Red Earth, White Earth
Weaver’s best-selling 1986 debut novel was adapted for television film and broadcast by CBS. The plot explores the lingering conflict between Native Americans and whites in the contemporary Midwest. At the center of tension is land and birthright. The novel opens with prodigal son Guy Pehrsson returning to the land, summoned by his grandfather’s terse letter: “Trouble here. Come home when you can.” Guy finds the unambiguous world of his childhood shattered. Local Ojibwe Indians have laid claim to the Pehrsson farm, as well as other lands nearby, and tensions run high. To complicate matters, Guy’s mother has fled an empty marriage, finding sanctuary with a young Indian lover. How Guy Pehrsson makes peace with his past, confronts his present, and faces his future is the story of this novel, which reviewers likened to the hard-hitting realism of John Steinbeck.
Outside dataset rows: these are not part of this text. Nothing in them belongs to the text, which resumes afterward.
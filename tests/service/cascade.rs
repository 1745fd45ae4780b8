//! Tests for CascadeDelete against the database-backed store.
//!
//! This module verifies that deleting a category, unit or storage also removes every
//! product referencing it, that the resource survives when a dependent cannot be
//! deleted, and that a failed cascade can be run again to completion.

use chrono::NaiveDate;
use sea_orm::{ConnectionTrait, EntityTrait};
use shelfmate::{
    client::{
        error::CascadeError,
        service::cascade::{CascadeDelete, CascadePhase},
    },
    model::resource::ResourceKind,
    server::service::store::DatabaseStore,
};
use shelfmate_test_utils::prelude::*;

fn date() -> NaiveDate {
    NaiveDate::from_ymd_opt(2024, 11, 1).unwrap()
}

/// Tests deleting a category together with its two products.
///
/// Category C holds P1 and P2 while a third product in another category must be
/// left alone.
///
/// Expected: Ok with P1 and P2 reported, C removed, unrelated product kept
#[tokio::test]
async fn deletes_category_with_products() -> Result<(), TestError> {
    let mut test = TestBuilder::new()
        .with_inventory_tables()
        .with_category("C")
        .with_category("Other")
        .with_unit("Gram")
        .with_storage("Pantry")
        .build()
        .await?;
    let p1 = test
        .inventory()
        .insert_mock_product("P1", date(), 1, 1, 1)
        .await?;
    let p2 = test
        .inventory()
        .insert_mock_product("P2", date(), 1, 1, 1)
        .await?;
    let p3 = test
        .inventory()
        .insert_mock_product("P3", date(), 2, 1, 1)
        .await?;

    let store = DatabaseStore::new(&test.db);
    let mut cascade = CascadeDelete::new(ResourceKind::Category, 1);
    let report = cascade.run(&store).await.unwrap();

    let mut deleted = report.deleted_products;
    deleted.sort();
    assert_eq!(deleted, vec![p1.id, p2.id]);
    assert_eq!(cascade.phase(), CascadePhase::Done);

    assert!(entity::prelude::Category::find_by_id(1)
        .one(&test.db)
        .await?
        .is_none());
    let remaining = entity::prelude::Product::find().all(&test.db).await?;
    assert_eq!(remaining.len(), 1);
    assert_eq!(remaining[0].id, p3.id);

    Ok(())
}

/// Tests that a storage without products is deleted directly.
///
/// Expected: Ok with no deleted products and the storage removed
#[tokio::test]
async fn deletes_storage_without_products() -> Result<(), TestError> {
    let test = TestBuilder::new()
        .with_inventory_tables()
        .with_storage("Cellar")
        .build()
        .await?;

    let store = DatabaseStore::new(&test.db);
    let report = CascadeDelete::new(ResourceKind::Storage, 1)
        .run(&store)
        .await
        .unwrap();

    assert!(report.deleted_products.is_empty());
    assert!(entity::prelude::Storage::find_by_id(1)
        .one(&test.db)
        .await?
        .is_none());

    Ok(())
}

/// Tests that the unit survives when one of its products cannot be deleted.
///
/// A trigger makes deleting P1 fail at the database level, standing in for a store
/// that rejects the request. P2 is still deleted since every dependent delete is
/// attempted.
///
/// Expected: Err(Dependents) naming P1, unit and P1 still present
#[tokio::test]
async fn keeps_unit_when_dependent_delete_fails() -> Result<(), TestError> {
    let mut test = TestBuilder::new().with_inventory_tables().build().await?;
    let (p1, _, unit, storage) = test
        .inventory()
        .insert_mock_product_with_resources("P1", date())
        .await?;
    let category = test.inventory().insert_mock_category("Second").await?;
    let p2 = test
        .inventory()
        .insert_mock_product("P2", date(), category.id, unit.id, storage.id)
        .await?;

    test.db
        .execute_unprepared(&format!(
            "CREATE TRIGGER protect_p1 BEFORE DELETE ON product \
             WHEN OLD.id = {} BEGIN SELECT RAISE(ABORT, 'product is locked'); END;",
            p1.id
        ))
        .await?;

    let store = DatabaseStore::new(&test.db);
    let mut cascade = CascadeDelete::new(ResourceKind::Unit, unit.id);
    let result = cascade.run(&store).await;

    match result {
        Err(CascadeError::Dependents { failed, .. }) => {
            assert_eq!(failed.len(), 1);
            assert_eq!(failed[0].0, p1.id);
        }
        other => panic!("expected Dependents error, got {:?}", other),
    }
    assert_eq!(cascade.phase(), CascadePhase::Failed);
    assert!(entity::prelude::Unit::find_by_id(unit.id)
        .one(&test.db)
        .await?
        .is_some());
    assert!(entity::prelude::Product::find_by_id(p1.id)
        .one(&test.db)
        .await?
        .is_some());
    assert!(entity::prelude::Product::find_by_id(p2.id)
        .one(&test.db)
        .await?
        .is_none());

    Ok(())
}

/// Tests running a cascade again after the blocking condition is cleared.
///
/// Expected: Ok on the second run with only the remaining product deleted
#[tokio::test]
async fn retry_completes_after_partial_failure() -> Result<(), TestError> {
    let mut test = TestBuilder::new().with_inventory_tables().build().await?;
    let (p1, _, unit, _) = test
        .inventory()
        .insert_mock_product_with_resources("P1", date())
        .await?;

    test.db
        .execute_unprepared(
            "CREATE TRIGGER protect_all BEFORE DELETE ON product \
             BEGIN SELECT RAISE(ABORT, 'product is locked'); END;",
        )
        .await?;

    let store = DatabaseStore::new(&test.db);
    let mut cascade = CascadeDelete::new(ResourceKind::Unit, unit.id);
    assert!(cascade.run(&store).await.is_err());

    test.db
        .execute_unprepared("DROP TRIGGER protect_all;")
        .await?;
    let report = cascade.run(&store).await.unwrap();

    assert_eq!(report.deleted_products, vec![p1.id]);
    assert!(entity::prelude::Unit::find_by_id(unit.id)
        .one(&test.db)
        .await?
        .is_none());

    Ok(())
}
“[T]hat rare, real thing, a writer of uncommon talent.”—L.A. Times
Author Commentary
After some years of working in the short story form, I knew RE,WE was a story that could not be contained in twenty-some pages. It’s an intensely personal family story, fictionalized, about culture clash and land. When the novel was half-written, my agent quickly sold it (in a publisher’s bidding war) for a six-figure sum. My literary life was turned upside down-and I still had to finish the book. It has some obvious first-novel flaws (one critic said that I tried to squeeze three novels into one), but there’s some good writing in spots, and one has to start somewhere with the novel form.